__Problem details__: The answer is a single number: the count of lines below in which the word "crate" appears.

Data for this task Start Marker

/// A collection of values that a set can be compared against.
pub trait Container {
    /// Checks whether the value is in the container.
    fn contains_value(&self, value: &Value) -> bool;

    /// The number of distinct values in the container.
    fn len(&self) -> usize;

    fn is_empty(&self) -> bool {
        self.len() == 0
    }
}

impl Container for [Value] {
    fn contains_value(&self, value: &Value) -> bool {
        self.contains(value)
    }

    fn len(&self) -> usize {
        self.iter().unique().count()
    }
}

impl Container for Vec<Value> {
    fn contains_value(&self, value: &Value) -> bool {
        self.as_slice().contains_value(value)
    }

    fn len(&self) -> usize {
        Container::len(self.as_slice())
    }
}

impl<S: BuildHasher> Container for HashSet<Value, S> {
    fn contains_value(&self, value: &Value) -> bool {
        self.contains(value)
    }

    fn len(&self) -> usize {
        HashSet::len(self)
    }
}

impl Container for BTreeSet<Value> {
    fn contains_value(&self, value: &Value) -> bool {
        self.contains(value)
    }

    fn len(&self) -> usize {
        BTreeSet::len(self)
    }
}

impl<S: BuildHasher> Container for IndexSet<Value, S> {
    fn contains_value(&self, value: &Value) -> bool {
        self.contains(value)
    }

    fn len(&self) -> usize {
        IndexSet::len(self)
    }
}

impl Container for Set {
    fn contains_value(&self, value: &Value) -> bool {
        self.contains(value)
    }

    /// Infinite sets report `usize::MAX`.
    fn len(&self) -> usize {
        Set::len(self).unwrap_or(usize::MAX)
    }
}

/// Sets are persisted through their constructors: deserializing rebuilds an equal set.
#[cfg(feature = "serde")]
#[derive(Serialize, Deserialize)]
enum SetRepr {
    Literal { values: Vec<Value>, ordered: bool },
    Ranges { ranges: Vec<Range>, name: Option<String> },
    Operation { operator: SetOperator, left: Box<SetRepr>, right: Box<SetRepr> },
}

Data for this task End Marker
Data for this task Start Marker

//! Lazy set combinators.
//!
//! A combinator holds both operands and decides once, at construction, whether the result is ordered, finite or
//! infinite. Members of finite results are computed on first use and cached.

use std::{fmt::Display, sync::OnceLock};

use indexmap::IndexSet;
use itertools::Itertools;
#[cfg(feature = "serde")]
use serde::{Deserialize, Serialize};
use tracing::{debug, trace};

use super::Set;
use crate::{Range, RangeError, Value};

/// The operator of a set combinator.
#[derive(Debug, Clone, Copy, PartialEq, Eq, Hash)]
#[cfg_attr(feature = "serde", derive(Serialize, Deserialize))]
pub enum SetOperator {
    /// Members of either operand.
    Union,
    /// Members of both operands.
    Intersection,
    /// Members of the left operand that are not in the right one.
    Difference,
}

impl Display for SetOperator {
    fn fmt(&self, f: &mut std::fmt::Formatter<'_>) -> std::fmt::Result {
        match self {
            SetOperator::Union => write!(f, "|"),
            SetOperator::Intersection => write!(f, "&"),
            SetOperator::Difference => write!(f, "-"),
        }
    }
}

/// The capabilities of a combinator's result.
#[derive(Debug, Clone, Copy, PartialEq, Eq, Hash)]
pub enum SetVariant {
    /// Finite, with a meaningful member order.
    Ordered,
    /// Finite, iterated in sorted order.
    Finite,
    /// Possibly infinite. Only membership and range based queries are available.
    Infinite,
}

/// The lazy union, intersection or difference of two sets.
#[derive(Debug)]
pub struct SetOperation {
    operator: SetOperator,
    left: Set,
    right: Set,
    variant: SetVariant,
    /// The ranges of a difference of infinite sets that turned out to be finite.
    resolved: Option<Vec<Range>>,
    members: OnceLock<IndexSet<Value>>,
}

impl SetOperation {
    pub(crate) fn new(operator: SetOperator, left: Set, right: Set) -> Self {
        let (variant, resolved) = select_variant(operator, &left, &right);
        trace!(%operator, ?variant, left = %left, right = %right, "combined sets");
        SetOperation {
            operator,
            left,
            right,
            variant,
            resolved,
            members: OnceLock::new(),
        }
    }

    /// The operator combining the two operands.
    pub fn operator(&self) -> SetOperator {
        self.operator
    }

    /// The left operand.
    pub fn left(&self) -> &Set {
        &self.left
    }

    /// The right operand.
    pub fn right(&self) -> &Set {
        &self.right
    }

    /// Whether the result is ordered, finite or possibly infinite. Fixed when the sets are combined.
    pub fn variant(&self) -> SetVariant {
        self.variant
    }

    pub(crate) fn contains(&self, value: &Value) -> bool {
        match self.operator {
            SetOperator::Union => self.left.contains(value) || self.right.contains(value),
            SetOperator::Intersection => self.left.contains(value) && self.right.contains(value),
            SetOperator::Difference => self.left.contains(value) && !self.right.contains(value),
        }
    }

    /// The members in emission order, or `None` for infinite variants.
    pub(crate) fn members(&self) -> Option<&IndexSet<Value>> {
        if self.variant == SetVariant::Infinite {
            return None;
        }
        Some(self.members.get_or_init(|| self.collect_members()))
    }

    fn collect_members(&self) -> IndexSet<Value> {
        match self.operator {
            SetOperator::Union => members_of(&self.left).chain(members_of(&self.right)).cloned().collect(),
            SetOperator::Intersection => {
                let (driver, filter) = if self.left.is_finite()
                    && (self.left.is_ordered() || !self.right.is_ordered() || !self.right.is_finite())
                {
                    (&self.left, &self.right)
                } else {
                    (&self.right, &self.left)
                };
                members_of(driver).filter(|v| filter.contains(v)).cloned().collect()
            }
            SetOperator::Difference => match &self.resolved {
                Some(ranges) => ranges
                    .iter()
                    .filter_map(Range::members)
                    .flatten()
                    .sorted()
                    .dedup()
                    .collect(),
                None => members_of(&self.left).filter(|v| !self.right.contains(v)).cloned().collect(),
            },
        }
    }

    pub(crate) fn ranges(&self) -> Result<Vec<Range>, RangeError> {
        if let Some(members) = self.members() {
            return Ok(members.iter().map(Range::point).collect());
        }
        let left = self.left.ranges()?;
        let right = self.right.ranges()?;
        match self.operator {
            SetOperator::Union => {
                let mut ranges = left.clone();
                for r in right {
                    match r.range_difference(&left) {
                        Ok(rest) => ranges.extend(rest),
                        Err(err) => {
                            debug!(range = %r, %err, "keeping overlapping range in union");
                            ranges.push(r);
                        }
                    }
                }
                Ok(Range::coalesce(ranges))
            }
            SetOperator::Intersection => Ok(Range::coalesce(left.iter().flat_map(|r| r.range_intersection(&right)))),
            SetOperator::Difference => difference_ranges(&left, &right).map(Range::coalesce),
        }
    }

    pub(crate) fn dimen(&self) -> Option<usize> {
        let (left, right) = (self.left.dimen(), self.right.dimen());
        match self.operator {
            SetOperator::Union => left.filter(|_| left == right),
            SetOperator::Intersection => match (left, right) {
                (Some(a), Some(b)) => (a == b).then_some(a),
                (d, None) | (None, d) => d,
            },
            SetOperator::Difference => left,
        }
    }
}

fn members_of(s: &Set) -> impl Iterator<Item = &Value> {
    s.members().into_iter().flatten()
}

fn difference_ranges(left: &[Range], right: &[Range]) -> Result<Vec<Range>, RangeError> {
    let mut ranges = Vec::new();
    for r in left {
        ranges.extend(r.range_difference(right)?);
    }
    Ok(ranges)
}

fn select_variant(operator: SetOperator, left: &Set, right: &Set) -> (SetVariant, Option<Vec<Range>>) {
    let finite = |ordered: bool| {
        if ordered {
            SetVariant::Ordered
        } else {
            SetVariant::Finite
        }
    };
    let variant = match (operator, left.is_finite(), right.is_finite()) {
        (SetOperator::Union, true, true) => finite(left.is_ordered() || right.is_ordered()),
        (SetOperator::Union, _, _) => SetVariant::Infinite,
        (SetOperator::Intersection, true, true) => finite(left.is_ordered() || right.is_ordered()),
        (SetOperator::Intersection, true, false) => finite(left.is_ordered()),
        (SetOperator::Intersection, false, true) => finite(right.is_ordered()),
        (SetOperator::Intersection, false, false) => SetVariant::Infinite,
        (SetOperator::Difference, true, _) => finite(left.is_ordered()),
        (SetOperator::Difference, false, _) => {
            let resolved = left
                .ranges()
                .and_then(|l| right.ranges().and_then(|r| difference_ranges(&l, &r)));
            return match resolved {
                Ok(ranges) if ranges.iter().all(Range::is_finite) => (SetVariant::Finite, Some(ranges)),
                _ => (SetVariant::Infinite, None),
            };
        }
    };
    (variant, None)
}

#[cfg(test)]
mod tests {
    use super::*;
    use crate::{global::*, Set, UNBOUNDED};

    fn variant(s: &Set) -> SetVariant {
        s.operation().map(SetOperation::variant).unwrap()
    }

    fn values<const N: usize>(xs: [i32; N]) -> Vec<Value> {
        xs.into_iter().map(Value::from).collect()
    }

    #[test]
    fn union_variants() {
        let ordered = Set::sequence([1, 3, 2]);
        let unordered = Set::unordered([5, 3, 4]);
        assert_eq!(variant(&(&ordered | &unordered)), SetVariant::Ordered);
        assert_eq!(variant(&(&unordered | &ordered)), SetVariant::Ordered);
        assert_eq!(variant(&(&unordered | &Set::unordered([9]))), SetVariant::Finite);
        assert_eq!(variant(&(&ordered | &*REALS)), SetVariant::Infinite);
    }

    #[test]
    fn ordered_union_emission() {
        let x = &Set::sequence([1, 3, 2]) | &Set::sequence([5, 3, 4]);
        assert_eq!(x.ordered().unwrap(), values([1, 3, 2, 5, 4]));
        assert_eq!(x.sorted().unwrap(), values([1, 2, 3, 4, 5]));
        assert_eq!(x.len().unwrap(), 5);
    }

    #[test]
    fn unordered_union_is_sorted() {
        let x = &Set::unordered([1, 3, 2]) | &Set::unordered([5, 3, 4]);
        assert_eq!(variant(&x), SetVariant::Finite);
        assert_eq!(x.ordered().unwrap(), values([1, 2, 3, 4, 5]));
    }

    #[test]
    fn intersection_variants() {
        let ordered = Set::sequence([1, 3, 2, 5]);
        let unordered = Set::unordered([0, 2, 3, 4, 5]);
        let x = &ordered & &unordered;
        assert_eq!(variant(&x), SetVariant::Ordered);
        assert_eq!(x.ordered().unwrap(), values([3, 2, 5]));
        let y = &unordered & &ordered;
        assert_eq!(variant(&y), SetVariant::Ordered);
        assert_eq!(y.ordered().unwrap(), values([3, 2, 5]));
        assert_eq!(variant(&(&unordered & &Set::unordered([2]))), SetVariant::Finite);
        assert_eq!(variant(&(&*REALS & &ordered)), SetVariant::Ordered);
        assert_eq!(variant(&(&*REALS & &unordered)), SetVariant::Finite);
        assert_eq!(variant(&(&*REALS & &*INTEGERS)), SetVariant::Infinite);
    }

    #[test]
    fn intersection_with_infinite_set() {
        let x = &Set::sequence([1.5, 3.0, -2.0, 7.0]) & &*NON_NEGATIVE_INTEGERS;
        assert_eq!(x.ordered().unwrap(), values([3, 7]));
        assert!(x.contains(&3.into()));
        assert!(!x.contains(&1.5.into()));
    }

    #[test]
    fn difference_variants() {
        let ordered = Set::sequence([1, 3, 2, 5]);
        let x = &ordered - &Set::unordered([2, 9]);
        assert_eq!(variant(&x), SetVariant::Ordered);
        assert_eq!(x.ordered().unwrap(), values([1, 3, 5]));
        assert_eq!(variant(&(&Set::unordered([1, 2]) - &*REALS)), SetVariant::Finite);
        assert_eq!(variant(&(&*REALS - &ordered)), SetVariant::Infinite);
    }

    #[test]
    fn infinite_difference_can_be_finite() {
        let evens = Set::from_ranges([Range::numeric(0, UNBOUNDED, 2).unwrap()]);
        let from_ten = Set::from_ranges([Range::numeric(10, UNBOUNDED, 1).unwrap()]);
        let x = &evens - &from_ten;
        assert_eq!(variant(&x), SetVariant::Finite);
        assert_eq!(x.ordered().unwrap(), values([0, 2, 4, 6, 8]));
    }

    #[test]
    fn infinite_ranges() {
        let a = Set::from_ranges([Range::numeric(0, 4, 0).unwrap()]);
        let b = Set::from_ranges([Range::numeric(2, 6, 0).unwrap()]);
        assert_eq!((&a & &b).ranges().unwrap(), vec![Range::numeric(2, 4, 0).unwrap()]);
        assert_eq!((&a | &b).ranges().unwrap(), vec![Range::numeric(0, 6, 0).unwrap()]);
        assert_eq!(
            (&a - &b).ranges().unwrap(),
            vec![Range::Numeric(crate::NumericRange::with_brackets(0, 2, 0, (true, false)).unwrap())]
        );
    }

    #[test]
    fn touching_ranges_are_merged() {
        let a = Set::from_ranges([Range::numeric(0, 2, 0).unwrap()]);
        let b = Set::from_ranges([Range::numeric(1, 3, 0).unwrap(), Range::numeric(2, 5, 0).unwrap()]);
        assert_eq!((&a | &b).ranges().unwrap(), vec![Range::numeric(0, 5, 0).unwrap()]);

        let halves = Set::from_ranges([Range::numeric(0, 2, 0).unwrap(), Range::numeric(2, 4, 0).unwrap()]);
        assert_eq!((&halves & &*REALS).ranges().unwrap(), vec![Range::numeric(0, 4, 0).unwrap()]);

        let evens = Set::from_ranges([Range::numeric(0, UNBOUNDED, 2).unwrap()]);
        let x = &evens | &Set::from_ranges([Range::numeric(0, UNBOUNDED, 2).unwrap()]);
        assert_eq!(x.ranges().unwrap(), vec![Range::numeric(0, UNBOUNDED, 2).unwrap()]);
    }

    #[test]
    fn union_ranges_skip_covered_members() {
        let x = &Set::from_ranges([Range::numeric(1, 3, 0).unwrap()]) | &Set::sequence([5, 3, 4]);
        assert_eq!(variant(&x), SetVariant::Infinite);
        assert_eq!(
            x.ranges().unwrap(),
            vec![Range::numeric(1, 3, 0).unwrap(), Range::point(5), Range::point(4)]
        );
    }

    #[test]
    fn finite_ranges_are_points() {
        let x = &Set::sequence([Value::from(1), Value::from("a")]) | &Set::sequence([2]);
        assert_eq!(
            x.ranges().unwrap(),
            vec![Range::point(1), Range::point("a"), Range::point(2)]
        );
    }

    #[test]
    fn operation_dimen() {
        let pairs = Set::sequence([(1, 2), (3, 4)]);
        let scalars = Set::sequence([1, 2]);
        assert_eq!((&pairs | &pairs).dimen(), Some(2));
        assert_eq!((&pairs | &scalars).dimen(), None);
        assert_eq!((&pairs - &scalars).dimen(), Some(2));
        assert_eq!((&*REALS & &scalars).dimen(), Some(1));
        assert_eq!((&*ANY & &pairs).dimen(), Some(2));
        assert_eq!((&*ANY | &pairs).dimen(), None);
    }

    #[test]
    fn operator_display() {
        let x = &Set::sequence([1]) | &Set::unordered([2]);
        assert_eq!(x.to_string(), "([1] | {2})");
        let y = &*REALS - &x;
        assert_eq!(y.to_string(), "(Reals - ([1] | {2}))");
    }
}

Data for this task End Marker

__Completed task__: 8